D'origine juive[20], Soulé a porté un intérêt marqué pour l'écologie profonde d'Arne Naess ainsi que pour le bouddhisme zen, au point d'avoir fait un break dans sa carrière académique de biologiste[21] pour diriger un institut d'études bouddhistes. Mais à la question « vous indentifiez-vous comme un bouddhiste », il répond : « je ne sais pas... cela implique de définir ce qu'est un bouddhiste. Mais j'ai des affinités à l'égard de nombreuses idées bouddhistes[22]. »
Dans BioDiversity[8], il mentionne qu’un soûtra nous enseigne: chaque chose a sa propre valeur intrinsèque, et elle est reliée à toutes autres choses en fonctionnalité et position. Selon lui, l'écologie affirme cela.
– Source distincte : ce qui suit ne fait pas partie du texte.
impl SessionRunner {
    pub fn new(
        config: SystemConfig,
        store: Arc<dyn SessionStore>,
        nonces: Arc<NonceStore>,
        registry: Arc<ActiveSessions>,
        orchestrator: ScoringOrchestrator,
        issuer: Arc<TokenIssuer>,
        engine: ChallengeEngine,
    ) -> Self {
        SessionRunner { config, store, nonces, registry, orchestrator, issuer, engine }
    }

    /// Runs the session protocol over the given connection until a terminal
    /// outcome or disconnect. Consumes the runner: one instance per session.
    pub async fn run(
        mut self,
        session_id: &str,
        inbound: Box<dyn InboundSource>,
        mut sink: Box<dyn FeedbackSink>,
    ) {
        // At most one live state machine per session. The claim is held for
        // the whole run and releases on every teardown path.
        let _claim = match self.registry.acquire(session_id) {
            Some(claim) => claim,
            None => {
                warn!("rejecting concurrent connection for session {session_id}");
                sink.close(CloseCode::PolicyViolation, "session already connected").await;
                return;
            }
        };

        // CREATED -> CONNECTED: validate the session against the store.
        let session = {
            let store = self.store.clone();
            let id = session_id.to_string();
            with_retries(self.config.store_retry_budget, || {
                let store = store.clone();
                let id = id.clone();
                async move { store.get_session(&id).await }
            })
            .await
        };
        let session = match session {
            Ok(Some(session)) => session,
            Ok(None) => {
                warn!("connection for unknown session {session_id}");
                sink.close(CloseCode::PolicyViolation, "session not found").await;
                return;
            }
            Err(err) => {
                error!("session store unavailable for {session_id}: {err}");
                sink.close(CloseCode::InternalError, "session store unavailable").await;
                return;
            }
        };

        if session.is_terminal() {
            warn!("connection for already-resolved session {session_id}");
            sink.close(CloseCode::PolicyViolation, "session already resolved").await;
            return;
        }

        let elapsed = Utc::now() - session.start_time;
        let timeout = chrono::Duration::from_std(self.config.session_timeout())
            .unwrap_or_else(|_| chrono::Duration::seconds(120));
        if elapsed > timeout {
            self.persist_connect_timeout(session).await;
            sink.close(CloseCode::PolicyViolation, "session timed out").await;
            return;
        }

        // CONNECTED -> ACTIVE: generate the challenge sequence.
        let challenges = match self.engine.generate(
            &session.session_id,
            self.config.num_challenges,
            self.config.challenge_timeout(),
            self.config.nonce_ttl(),
            &self.nonces,
        ) {
            Ok(challenges) => challenges,
            Err(err) => {
                error!("challenge generation failed for {session_id}: {err}");
                sink.close(CloseCode::InternalError, "challenge generation failed").await;
                return;
            }
        };

        let session_deadline = Instant::now()
            + (timeout - elapsed).to_std().unwrap_or(Duration::from_secs(0));

        // Reader task: the only other task touching this connection.
        let queue = Arc::new(FrameQueue::new(self.config.frame_queue_depth));
        let (control_tx, mut control_rx) = mpsc::channel::<ReaderMessage>(16);
        let reader = tokio::spawn(read_loop(inbound, queue.clone(), control_tx));

        info!("session {}: connected, starting verification", session.session_id);
        let mut fsm = VerificationStateMachine::new(
            self.config.clone(),
            session,
            challenges,
            self.nonces.clone(),
        );

        let mut challenge_timer: Option<(usize, Instant)> = None;
        let mut closed = false;
        let mut queue_open = true;

        let effects = fsm.on_connect();
        self.apply_effects(&fsm, effects, &mut sink, &mut challenge_timer, &mut closed).await;

        while !closed {
            let challenge_deadline = challenge_timer
                .map(|(_, deadline)| deadline)
                .unwrap_or_else(|| Instant::now() + Duration::from_secs(86_400));

            let mut disconnect = false;
            tokio::select! {
                maybe_frame = queue.recv(), if queue_open => {
                    match maybe_frame {
                        Some(frame) => {
                            let effects = self.process_frame(&mut fsm, frame).await;
                            self.apply_effects(&fsm, effects, &mut sink, &mut challenge_timer, &mut closed).await;
                        }
                        None => queue_open = false,
                    }
                }
                Some(message) = control_rx.recv() => {
                    let event = match message {
                        ReaderMessage::Claim { challenge_id } => {
                            let confidence = fsm
                                .current_challenge_id()
                                .map(|id| self.orchestrator.confidence(id))
                                .unwrap_or_default();
                            SessionEvent::ChallengeClaimed { challenge_id, confidence }
                        }
                        ReaderMessage::Invalid { detail } => SessionEvent::InvalidMessage { detail },
                        ReaderMessage::Disconnected => {
                            disconnect = true;
                            SessionEvent::Disconnected
                        }
                    };
                    let effects = fsm.handle(event);
                    self.apply_effects(&fsm, effects, &mut sink, &mut challenge_timer, &mut closed).await;
                }
                _ = sleep_until(challenge_deadline), if challenge_timer.is_some() => {
                    let (index, _) = challenge_timer.take().expect("guarded by is_some");
                    let effects = fsm.handle(SessionEvent::ChallengeTimedOut { index });
                    self.apply_effects(&fsm, effects, &mut sink, &mut challenge_timer, &mut closed).await;
                }
                _ = sleep_until(session_deadline) => {
                    let effects = fsm.handle(SessionEvent::SessionDeadline);
                    self.apply_effects(&fsm, effects, &mut sink, &mut challenge_timer, &mut closed).await;
                }
            }

            // Rolling state for resolved challenges is no longer needed; late
            // samples for them are discarded by the state machine.
            self.orchestrator.retain_only(fsm.current_challenge_id());

            if disconnect {
                break;
            }
        }

        queue.close();
        reader.abort();
        info!("session {}: runner finished ({:?})", fsm.session().session_id, fsm.phase());
    }

    /// Decode and score one frame, mapping failures onto state machine events.
    async fn process_frame(
        &mut self,
        fsm: &mut VerificationStateMachine,
        frame: EncodedFrame,
    ) -> Vec<SessionEffect> {
        let raw = match decode_frame(&frame.payload, frame.timestamp) {
            Ok(raw) => raw,
            Err(err) => {
                debug!("frame decode failed: {err}");
                return fsm.handle(SessionEvent::DecodeFailed { detail: err.to_string() });
            }
        };

        let ctx = match fsm.current_context() {
            Some(ctx) => ctx,
            None => return Vec::new(),
        };
        match self.orchestrator.score_frame(&raw, &ctx).await {
            Ok(sample) => {
                let confidence = self.orchestrator.confidence(&ctx.challenge_id);
                fsm.handle(SessionEvent::SampleScored { sample, confidence })
            }
            Err(err) => fsm.handle(SessionEvent::CapabilityFailed { detail: err.to_string() }),
        }
    }

    /// Interprets effects in order. Stops early once the connection closes.
    async fn apply_effects(
        &self,
        fsm: &VerificationStateMachine,
        effects: Vec<SessionEffect>,
        sink: &mut Box<dyn FeedbackSink>,
        challenge_timer: &mut Option<(usize, Instant)>,
        closed: &mut bool,
    ) {
        let session = fsm.session();
        for effect in effects {
            if *closed {
                return;
            }
            match effect {
                SessionEffect::Send(feedback) => {
                    if let Err(err) = sink.send(&feedback).await {
                        debug!("session {}: send failed: {err}", session.session_id);
                    }
                }
                SessionEffect::ArmChallengeTimer { index, timeout } => {
                    *challenge_timer = Some((index, Instant::now() + timeout));
                }
                SessionEffect::Audit { event_type, details } => {
                    self.append_audit(session, event_type, details).await;
                }
                SessionEffect::Finalize { outcome } => {
                    let result = VerificationResult {
                        session_id: session.session_id.clone(),
                        liveness_score: outcome.liveness_score,
                        emotion_score: outcome.emotion_score,
                        deepfake_score: outcome.deepfake_score,
                        final_score: outcome.final_score,
                        passed: outcome.passed,
                        timestamp: Utc::now(),
                    };
                    if self.persist_terminal(session.clone(), result).await.is_err() {
                        error!(
                            "session {}: failed to persist terminal outcome",
                            session.session_id
                        );
                        sink.close(CloseCode::InternalError, "persistence failure").await;
                        *closed = true;
                    }
                }
                SessionEffect::IssueToken { final_score } => {
                    match self.issuer.issue(&session.session_id, &session.user_id, final_score) {
                        Ok(token) => {
                            let feedback = ServerFeedback::verification_success(
                                &token,
                                final_score,
                                self.config.token_expiry_minutes,
                            );
                            if let Err(err) = sink.send(&feedback).await {
                                debug!("session {}: send failed: {err}", session.session_id);
                            }
                        }
                        Err(err) => {
                            error!("session {}: token issuance failed: {err}", session.session_id);
                            sink.close(CloseCode::InternalError, "token issuance failed").await;
                            *closed = true;
                        }
                    }
                }
                SessionEffect::Close { code, reason } => {
                    sink.close(code, &reason).await;
                    *closed = true;
                }
            }
        }
    }

    async fn append_audit(
        &self,
        session: &Session,
        event_type: AuditEventType,
        details: serde_json::Value,
    ) {
        let event = AuditEvent::new(event_type, &session.session_id, &session.user_id, details);
        let store = self.store.clone();
        let outcome = with_retries(self.config.store_retry_budget, || {
            let store = store.clone();
            let event = event.clone();
            async move { store.append_audit(event).await }
        })
        .await;
        if let Err(err) = outcome {
            error!("session {}: audit write failed: {err}", session.session_id);
        }
    }

    async fn persist_terminal(
        &self,
        session: Session,
        result: VerificationResult,
    ) -> Result<(), StoreError> {
        let store = self.store.clone();
        with_retries(self.config.store_retry_budget, || {
            let store = store.clone();
            let session = session.clone();
            async move { store.update_session(session).await }
        })
        .await?;
        let store = self.store.clone();
        with_retries(self.config.store_retry_budget, || {
            let store = store.clone();
            let result = result.clone();
            async move { store.write_result(result).await }
        })
        .await
    }

    /// A connection arrived after the session deadline: persist the timeout
    /// before rejecting. No challenges were issued, so the result is empty.
    async fn persist_connect_timeout(&self, mut session: Session) {
        warn!(
            "session {}: connection after timeout ({}s elapsed)",
            session.session_id,
            session.elapsed_secs(Utc::now())
        );
        session.status = SessionStatus::TimedOut;
        session.end_time = Some(Utc::now());
        let result = VerificationResult {
            session_id: session.session_id.clone(),
            liveness_score: 0.0,
            emotion_score: 0.0,
            deepfake_score: 0.0,
            final_score: 0.0,
            passed: false,
            timestamp: Utc::now(),
        };
        self.append_audit(&session, AuditEventType::SessionTimedOut, serde_json::json!({
            "reason": "connection after session timeout",
        }))
        .await;
        if self.persist_terminal(session, result).await.is_err() {
            error!("failed to persist connect-time session timeout");
        }
    }
}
À la question « Qu’est-ce que la valeur intrinsèque ?», il répond[23] : « je ne suis pas un philosophe et je ne l’ai pas imaginé. Mais, intuitivement, quand on me demande, Devons-nous sauver telle ou telle espèce : la réponse est toujours OUI ! Avec un point d'exclamation ! Parce que c’est évident. Et si vous me demandez de la justifier, je vais passer à une conscience plus cognitive et peux commencer à vous donner des raisons, des raisons économiques, des raisons esthétiques. Elles sont toutes dualistes en un sens. Mais le sentiment sous-jacent c’est OUI ! Et ce Oui vient de l’affirmation de faire partie de l'ensemble, faire partie du processus évolutionnaire. Et d’accord avec Arne Naess que chaque espèce, chaque entité devrait être autorisée à continuer son évolution et suivre sa destinée - ce n’est pas ordonné ou quoi que ce soit, mais ça fait juste sa ‘chose’ ; comme nous disons. Pourquoi pas ? Ce ‘pourquoi pas’ c’est qu’il y trop de gens[24]».
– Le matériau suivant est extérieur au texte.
// Ed25519 signing for verification credentials.
//
// Credential signatures are domain-separated: the claims payload is prefixed
// with a protocol tag before signing, so a signature produced here can never
// be confused with a signature the same key made over any other payload.

use ed25519_dalek::{Signer, SigningKey, Verifier};
use rand::rngs::OsRng;

pub use ed25519_dalek::{
    Signature, SignatureError, SigningKey as SecretKey, VerifyingKey as PublicKey,
};

/// Domain tag bound into every credential signature.
pub const CREDENTIAL_CONTEXT: &[u8] = b"presence-protocol/credential/v1";

/// Generates a fresh Ed25519 keypair for credential issuance.
pub fn generate_keypair() -> SecretKey {
    let mut csprng = OsRng;
    SigningKey::generate(&mut csprng)
}

/// Signs a credential payload under the protocol's domain tag.
pub fn sign_credential(payload: &[u8], secret_key: &SecretKey) -> Signature {
    secret_key.sign(&tagged(payload))
}

/// Verifies a domain-tagged credential signature.
pub fn verify_credential(payload: &[u8], signature: &Signature, public_key: &PublicKey) -> bool {
    public_key.verify(&tagged(payload), signature).is_ok()
}

fn tagged(payload: &[u8]) -> Vec<u8> {
    let mut message = Vec::with_capacity(CREDENTIAL_CONTEXT.len() + 1 + payload.len());
    message.extend_from_slice(CREDENTIAL_CONTEXT);
    message.push(0);
    message.extend_from_slice(payload);
    message
}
Pour lui, « Chaque individu, chaque élément de l'univers est un miroir à une infinité de facettes. Nous sommes constamment en train de réfléchit ous le reste. C'est comme un hologramme. Chaque partie contient le tout. C'est très mystique, mais -parlant comme scientifique - notre matériel génétique se rappelle son séjours dans la soupe organique où nous étions fondamentalement quelques simples chemins biochimiques - ils sont toujours là[24]. »
À la fin de sa vie, en quête de l'explication ultime de la répugnance humaine à protéger la biodiversité, Soulé a tourné son attention vers l'étude des liens entre la conservation et les sept péchés capitaux, examinant leur histoire et leur évolution tout à la fois en scientifique et en pratiquant bouddhiste[25],[26].
Pour lui, au moins cinq de ces péchés sont issus de l'évolution : l'avarice, la colère, le plaisir, la gourmandise et la paresse. Ils sont enfouis dans l'ADN de toutes les espèces. L'orgueil et l'envie sont plus récents et peut-être culturels.
Ces cinq étaient la clé de la survie et de la reproduction. La forme physique chez n'importe quelle espèce est définie par l'apport de gènes que vous pouvez laisser dans la génération suivante. Par exemple, la gourmandise était adaptative parce que les sources de nourriture de nombreuses espèces sont dispersées et irrégulières. La stratégie de survie consiste à consommer autant que possible lorsque vous en avez l'occasion, car le prochain repas peut ne pas se présenter avant un certain temps. Certains reptiles et amphibiens peuvent manger jusqu'à 70% de leur poids corporel en une seule séance. La paresse physique a aidé un individu à récupérer l'énergie dépensée en rassemblant de la nourriture. La cupidité a recueilli ce dont on avait besoin pour survivre. La colère a poussé quelqu'un à l'action; et avec la cupidité, la colère protégeait ce dont on avait besoin pour survivre. La clé pour les humains et la nature est qu'il y a 10 000 ans, la cupidité, la luxure, la gourmandise, la paresse et la colère augmentaient notre forme physique individuelle. La question qui se pose maintenant est la suivante : la planète peut-elle survivre aux péchés capitaux aux niveaux actuels de la population humaine, de la richesse économique et du niveau technologique de sophistication[25]?